The answer is definitely no in general. But what if we require some additional conditions?
Let $F:(M,\omega)\to(M,\omega)$ be a symplectomorphism, i.e. $F^*\omega=\omega$. We further assume $F$ is isotopic to $\mathrm{id}_{M}$ in $\mathrm{Diff}(M)$ or even in $\mathrm{Diff}(M,\omega)$.
Question: Is it necessary that $F$ must be a Hamiltonian isotopy? If not, is there any counter-example?
There are two ways to read your question since you use the phrase "Hamiltonian isotopy", rather than the related notion of "Hamiltonian symplectomorphism"-i.e. a symplectomorphism which Hamiltonian isotopic to the identity.
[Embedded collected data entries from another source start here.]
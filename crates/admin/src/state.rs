//! Application state shared across handlers.

use std::sync::Arc;

use sqlx::PgPool;
use url::Url;

use crate::{
    config::AdminConfig,
    db::{Datastore, PgDatastore},
    services::{ClerkClient, IdentityProvider, PaymentGateway, StripeClient},
};

/// Application state shared across all handlers.
///
/// Collaborators are held as trait objects so tests can swap in the
/// in-memory datastore and fake providers.
#[derive(Clone)]
pub struct AppState {
    inner: Arc<AppStateInner>,
}

struct AppStateInner {
    frontend_store_url: Url,
    datastore: Arc<dyn Datastore>,
    identity: Arc<dyn IdentityProvider>,
    payments: Arc<dyn PaymentGateway>,
}

impl AppState {
    /// Assemble state from already-built collaborators.
    #[must_use]
    pub fn new(
        frontend_store_url: Url,
        datastore: Arc<dyn Datastore>,
        identity: Arc<dyn IdentityProvider>,
        payments: Arc<dyn PaymentGateway>,
    ) -> Self {
        Self {
            inner: Arc::new(AppStateInner {
                frontend_store_url,
                datastore,
                identity,
                payments,
            }),
        }
    }

    /// Production wiring: Postgres, the auth provider and Stripe.
    #[must_use]
    pub fn from_config(config: &AdminConfig, pool: PgPool) -> Self {
        Self::new(
            config.frontend_store_url.clone(),
            Arc::new(PgDatastore::new(pool)),
            Arc::new(ClerkClient::new(
                config.auth.api_url.clone(),
                config.auth.secret_key.clone(),
            )),
            Arc::new(StripeClient::new(
                config.stripe.api_url.clone(),
                config.stripe.secret_key.clone(),
            )),
        )
    }

    /// Public storefront base URL.
    #[must_use]
    pub fn frontend_store_url(&self) -> &Url {
        &self.inner.frontend_store_url
    }

    #[must_use]
    pub fn datastore(&self) -> &dyn Datastore {
        self.inner.datastore.as_ref()
    }

    #[must_use]
    pub fn identity(&self) -> &dyn IdentityProvider {
        self.inner.identity.as_ref()
    }

    #[must_use]
    pub fn payments(&self) -> &dyn PaymentGateway {
        self.inner.payments.as_ref()
    }
}

impl std::fmt::Debug for AppState {
    fn fmt(&self, f: &mut std::fmt::Formatter<'_>) -> std::fmt::Result {
        f.debug_struct("AppState")
            .field("frontend_store_url", &self.inner.frontend_store_url.as_str())
            .finish_non_exhaustive()
    }
}
//! JSON API handlers.
//!
//! Every mutating handler runs the same stages in order: authenticate
//! (the [`RequireUser`](crate::middleware::RequireUser) extractor), validate
//! the payload, check the caller owns the store, then make a single
//! datastore call.

pub mod billboards;
pub mod categories;
pub mod checkout;
pub mod colors;
pub mod products;
pub mod sizes;
pub mod stores;

use axum::Router;

use shopdeck_core::{Store, StoreId};

use crate::{error::AppError, services::Principal, state::AppState};

/// Build the complete API router.
pub fn router() -> Router<AppState> {
    Router::new()
        .merge(stores::router())
        .merge(billboards::router())
        .merge(categories::router())
        .merge(colors::router())
        .merge(sizes::router())
        .merge(products::router())
        .merge(checkout::router())
}

/// Load the store if the caller owns it.
///
/// # Errors
///
/// Returns `AppError::Forbidden` if the store does not exist or belongs to
/// someone else, `AppError::Database` if the lookup fails.
pub async fn authorize(
    state: &AppState,
    principal: &Principal,
    store_id: StoreId,
) -> Result<Store, AppError> {
    state
        .datastore()
        .find_owned_store(store_id, &principal.user_id)
        .await?
        .ok_or(AppError::Forbidden)
}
V1. Is a symplectic isotopy a Hamiltonian isotopy?
No, see Proposition 9.19 of "Introduction to symplectic topology" (Second edition).
V2. Is a symplectomorphism which is isotopic (or even symplectically isotopic) to the identity a Hamiltonian symplectomorphism?
The answer is also no. See see the symplectomorphism of $T^*{S^{1}} $constructed here: Showing that some symplectomorphism isn't Hamiltonian. It is symplectically isotopic to the identity by $F_{t}(x,\xi) = (x,\xi + t)$, but it is not a Hamiltonian symplectomorphism as is proven there.